Banyak gerakan separatis masyarakat Bengal dan akhirnya pada tahun 1971 Bengal
merdeka dari Pakistan dan menjadi negara Bangladesh. Dalam proses menuju
kemerdekaan Bangladesh, tentunya banyak rakyat sipil yang mengungsi, lari dari
perang. Sebagian lari menuju ke Selatan, masuk ke wilayah (bekas) kerajaan
Arakan, yang saat itu sudah berada di bawah Burma. Pengungsi ini kemudian
ditampung sementara, namun sebagian besar dikembalikan lagi ke Bangladesh
karena tidak diakui sebagai warga Myanmar.
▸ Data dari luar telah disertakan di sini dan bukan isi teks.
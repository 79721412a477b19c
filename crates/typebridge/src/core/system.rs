//! Type-system identifiers used as conversion table keys.

use std::fmt;
use std::str::FromStr;

use serde::{Deserialize, Serialize};

use crate::error::{ConvertError, Result};

/// One of the closed set of type systems the registry translates between.
#[derive(Debug, Clone, Copy, PartialEq, Eq, Hash, PartialOrd, Ord, Serialize, Deserialize)]
#[serde(try_from = "String", into = "String")]
pub enum TypeSystem {
    /// External interface (contract ABI) types, e.g. `uint256`, `address[]`.
    Abi,
    /// Compiled-module runtime types, e.g. `BigInt`, `Array<Address>`.
    Runtime,
    /// Internal generic value representation, e.g. `Bytes`, `[BigInt]`.
    Value,
}

impl TypeSystem {
    /// All type systems, in declaration order.
    pub const ALL: [TypeSystem; 3] = [TypeSystem::Abi, TypeSystem::Runtime, TypeSystem::Value];

    /// Canonical lower-case name.
    pub fn as_str(&self) -> &'static str {
        match self {
            TypeSystem::Abi => "abi",
            TypeSystem::Runtime => "runtime",
            TypeSystem::Value => "value",
        }
    }

    /// Normalize a type-system name or alias.
    ///
    /// - "abi", "ethereum" → Abi
    /// - "runtime", "assemblyscript", "asc" → Runtime
    /// - "value" → Value
    pub fn normalize(name: &str) -> Result<Self> {
        match name.trim().to_lowercase().as_str() {
            "abi" | "ethereum" => Ok(TypeSystem::Abi),
            "runtime" | "assemblyscript" | "asc" => Ok(TypeSystem::Runtime),
            "value" => Ok(TypeSystem::Value),
            other => Err(ConvertError::Config(format!(
                "Unknown type system: '{}'. Supported type systems: abi, runtime, value",
                other
            ))),
        }
    }
}

impl fmt::Display for TypeSystem {
    fn fmt(&self, f: &mut fmt::Formatter<'_>) -> fmt::Result {
        f.write_str(self.as_str())
    }
}

impl FromStr for TypeSystem {
    type Err = ConvertError;

    fn from_str(s: &str) -> Result<Self> {
        Self::normalize(s)
    }
}

impl TryFrom<String> for TypeSystem {
    type Error = ConvertError;

    fn try_from(value: String) -> Result<Self> {
        Self::normalize(&value)
    }
}

impl From<TypeSystem> for String {
    fn from(system: TypeSystem) -> Self {
        system.as_str().to_string()
    }
}

/// Which side of a conversion rule a lookup probes.
#[derive(Debug, Clone, Copy, PartialEq, Eq, Hash)]
pub enum Direction {
    /// Match the rule's source pattern.
    Source,
    /// Match the rule's target pattern.
    Target,
}

impl fmt::Display for Direction {
    fn fmt(&self, f: &mut fmt::Formatter<'_>) -> fmt::Result {
        match self {
            Direction::Source => f.write_str("source"),
            Direction::Target => f.write_str("target"),
        }
    }
}
//! # typebridge
//!
//! Bidirectional type-conversion registry for code generators.
//!
//! Translates type names and values between three type systems:
//!
//! - **Abi**: external interface types (`uint256`, `address[]`, `tuple`)
//! - **Runtime**: compiled-module types (`BigInt`, `Array<Address>`)
//! - **Value**: the internal generic value representation (`Bytes`, `[BigInt]`)
//!
//! A [`ConversionTable`] holds an ordered rule list per `(from, to)` pair.
//! Lookups scan that list and take the **first** rule whose pattern matches;
//! the matched rule is packaged as a [`ConversionDescriptor`] and its
//! converter emits the code for the conversion.
//!
//! ## Example
//!
//! ```rust
//! use typebridge::TypeConversions;
//!
//! let api = TypeConversions::builtin();
//! assert_eq!(api.runtime_type_for_abi("uint256")?, "BigInt");
//! assert_eq!(
//!     api.abi_to_runtime("event.params.value", "uint256", None)?,
//!     "event.params.value.toBigInt()"
//! );
//! assert_eq!(
//!     api.initialized_value_from_runtime("BigInt")?,
//!     "Value.fromBigInt(BigInt.zero())"
//! );
//! # Ok::<(), typebridge::ConvertError>(())
//! ```

pub mod api;
pub mod config;
pub mod core;
pub mod error;
pub mod typemap;

// Re-exports for convenient access
pub use api::TypeConversions;
pub use config::{PairConfig, PatternConfig, RuleConfig, TableConfig};
pub use crate::core::{
    ConversionDescriptor, ConversionRule, ConversionTable, Converter, Direction, Identity,
    Template, TypePattern, TypeRef, TypeSystem,
};
pub use error::{ConvertError, Result};
pub use typemap::builtin;
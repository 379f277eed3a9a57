use crate::{Config, RecoverSigner};
use frame::prelude::*;

pub type BalanceOf<T> = <T as Config>::Balance;
pub type AssetIdOf<T> = <T as Config>::AssetId;

pub type SignatureOf<T> = <<T as Config>::SignerRecovery as RecoverSigner<
  <T as frame_system::Config>::AccountId,
>>::Signature;

pub type PayloadOf<T> = BoundedVec<u8, <T as Config>::MaxPayloadLen>;

pub type CallsOf<T> = BoundedVec<SideEffectCall<T>, <T as Config>::MaxCalls>;

/// One side-effect attached to a request.
///
/// `value` of the native asset is paid by the submitter to `target`. A non-empty `payload` is a
/// SCALE-encoded runtime call dispatched with the settlement account as signed origin.
#[derive(
  CloneNoBound,
  PartialEqNoBound,
  EqNoBound,
  RuntimeDebugNoBound,
  Encode,
  Decode,
  DecodeWithMemTracking,
  TypeInfo,
)]
#[scale_info(skip_type_params(T))]
pub struct SideEffectCall<T: Config> {
  pub target: T::AccountId,
  pub value: BalanceOf<T>,
  pub payload: PayloadOf<T>,
}

/// A signed intent to move `amount` of `asset` to `recipient` on the withdraw ledger, reimbursed
/// from the signer's stake on the claim ledger.
///
/// Never stored. Only its hash and a [`RequestStatus`] are persisted.
#[derive(
  CloneNoBound,
  PartialEqNoBound,
  EqNoBound,
  RuntimeDebugNoBound,
  Encode,
  Decode,
  DecodeWithMemTracking,
  TypeInfo,
)]
#[scale_info(skip_type_params(T))]
pub struct Request<T: Config> {
  pub asset: AssetIdOf<T>,
  pub amount: BalanceOf<T>,
  pub fee: BalanceOf<T>,
  pub claim_chain_id: u64,
  pub withdraw_chain_id: u64,
  pub recipient: T::AccountId,
  pub pre_calls: CallsOf<T>,
  pub post_calls: CallsOf<T>,
  /// Unix seconds, 0 = no upper bound
  pub valid_until: u64,
  /// Unix seconds, 0 = no lower bound
  pub valid_after: u64,
  pub nonce: u128,
}

/// Which half of a request a status bit (and a settlement event) refers to.
#[derive(
  Clone,
  Copy,
  Debug,
  Decode,
  DecodeWithMemTracking,
  Encode,
  Eq,
  PartialEq,
  TypeInfo,
  MaxEncodedLen,
)]
pub enum StatusKind {
  Withdrawn,
  Claimed,
}

/// Replay-protection record keyed by request hash. Each flag flips to `true` once and is never
/// reset.
#[derive(
  Clone,
  Copy,
  Debug,
  Default,
  Decode,
  DecodeWithMemTracking,
  Encode,
  Eq,
  PartialEq,
  TypeInfo,
  MaxEncodedLen,
)]
pub struct RequestStatus {
  pub withdrawn: bool,
  pub claimed: bool,
}

impl RequestStatus {
  pub fn is_set(&self, kind: StatusKind) -> bool {
    match kind {
      StatusKind::Withdrawn => self.withdrawn,
      StatusKind::Claimed => self.claimed,
    }
  }

  pub fn set(&mut self, kind: StatusKind) {
    match kind {
      StatusKind::Withdrawn => self.withdrawn = true,
      StatusKind::Claimed => self.claimed = true,
    }
  }
}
Di selatan, bagian Burma, saat terjadi pembasmian
gerakan separatis Muslim di Rakhine di tahun 1950; banyak juga penduduk
yang berusaha lari dan bermigrasi ke Bengal (Pakistan). Nasib mereka sama,
sesampainya di Bengal, mereka ditampung sementara dan akhirnya dikembalikan ke
Myanmar. Tentu ada sebagian yang lolos sebagai imigran ilegal di kedua negara
dan akhirnya bisa hidup turun temurun di negara baru mereka [1]
Rohingya Kuno
Cikal-bakal kelompok Rohingya terlacak pada awal abad
ke-15. Pada 1404, pasukan dari Ava, ibukota kerajaan Burma kala itu, menyerang
kerajaan Arakan yang membuat Raja Narameikhla mengungsi ke negeri Bengali (kini
Bangladesh). Dua puluh empat tahun kemudian, bersama bala bantuan dari Sultan
Bengali, dia kembali untuk merebut Arakan. Menurut Wilhem Klein dalam Burma,
The Golden, selama di Bengali, Narameikhla belajar matematika, ilmu pengetahuan
alam, dan Islam di kota Gaur. Ketika kembali menjadi penguasa Arakan, pengaruh
Islam yang didapatkannya di pengasingan begitu terasa. Dia mengubah namanya
menjadi Solaiman Shah. Dia juga membangun masjid, mendirikan pengadilan yang
memadukan budaya Budha dan Islam, serta mendirikan sebuah kota bernama Mrauk U
yang akan menjadi kota terpenting di wilayah itu. Pengaruh Islam tetap
bersemayam dalam diri setiap penguasa Arakan, kendati Arakan tetaplah kerajaan
Budha yang merdeka [2].
Baca juga : Rohingya ; Bangsa Tanpa Negara (Bag. 2)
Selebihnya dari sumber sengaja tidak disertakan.